INSTRUCTIONS FOR THE TASK:
Take the entries that follow and return exactly the lines from the one holding "#[derive(Copy, Clone, Debug, Eq, PartialEq)]" through the one holding "pub fn on_speed_pulse(&self, now: TInstant)", both included. Nothing else is needed.

DATA LISTING:
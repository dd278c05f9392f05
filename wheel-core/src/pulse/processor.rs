//! Edge handlers that fold pulse events into [`TelemetryState`].

use embassy_sync::blocking_mutex::raw::RawMutex;

use super::{MarkerUpdate, PulseEvent, PulseInstant, SpeedUpdate};
use crate::config::WheelConfig;
use crate::telemetry::TelemetryState;

/// What a single [`PulseEvent`] did to the shared state.
#[derive(Copy, Clone, Debug, Eq, PartialEq)]
pub enum PulseOutcome {
    Speed(SpeedUpdate),
    Marker(MarkerUpdate),
}

/// Converts sensor edges into speed and direction signals.
///
/// The speed handler only touches the speed group and the marker handlers only
/// touch the direction group, so the three can run from independent interrupt
/// or task contexts.
pub struct PulseEventProcessor<'a, M, TInstant>
where
    M: RawMutex,
    TInstant: PulseInstant,
{
    config: WheelConfig,
    state: &'a TelemetryState<M, TInstant>,
}

impl<'a, M, TInstant> PulseEventProcessor<'a, M, TInstant>
where
    M: RawMutex,
    TInstant: PulseInstant,
{
    #[must_use]
    pub const fn new(config: WheelConfig, state: &'a TelemetryState<M, TInstant>) -> Self {
        Self { config, state }
    }

    /// Primary speed sensor fired at `now`.
    pub fn on_speed_pulse(&self, now: TInstant) -> SpeedUpdate {
        let config = &self.config;
        self.state.update_speed(|sample| sample.on_pulse(now, config))
    }

    /// "Down" marker fired at `now`.
    pub fn on_forward_marker_pulse(&self, now: TInstant) -> MarkerUpdate {
        self.state.update_direction(|markers| markers.on_forward_pulse(now))
    }

    /// "Up" marker fired at `now`.
    pub fn on_reverse_marker_pulse(&self, now: TInstant) -> MarkerUpdate {
        self.state.update_direction(|markers| markers.on_reverse_pulse(now))
    }

    /// Dispatches a tagged event to the matching handler.
    pub fn handle(&self, event: PulseEvent<TInstant>) -> PulseOutcome {
        match event {
            PulseEvent::SpeedPulse(at) => PulseOutcome::Speed(self.on_speed_pulse(at)),
            PulseEvent::ForwardMarker(at) => PulseOutcome::Marker(self.on_forward_marker_pulse(at)),
            PulseEvent::ReverseMarker(at) => PulseOutcome::Marker(self.on_reverse_marker_pulse(at)),
        }
    }
}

TASK ANSWER:
#[derive(Copy, Clone, Debug, Eq, PartialEq)]
pub enum PulseOutcome {
    Speed(SpeedUpdate),
    Marker(MarkerUpdate),
}

/// Converts sensor edges into speed and direction signals.
///
/// The speed handler only touches the speed group and the marker handlers only
/// touch the direction group, so the three can run from independent interrupt
/// or task contexts.
pub struct PulseEventProcessor<'a, M, TInstant>
where
    M: RawMutex,
    TInstant: PulseInstant,
{
    config: WheelConfig,
    state: &'a TelemetryState<M, TInstant>,
}

impl<'a, M, TInstant> PulseEventProcessor<'a, M, TInstant>
where
    M: RawMutex,
    TInstant: PulseInstant,
{
    #[must_use]
    pub const fn new(config: WheelConfig, state: &'a TelemetryState<M, TInstant>) -> Self {
        Self { config, state }
    }

    /// Primary speed sensor fired at `now`.
    pub fn on_speed_pulse(&self, now: TInstant) -> SpeedUpdate {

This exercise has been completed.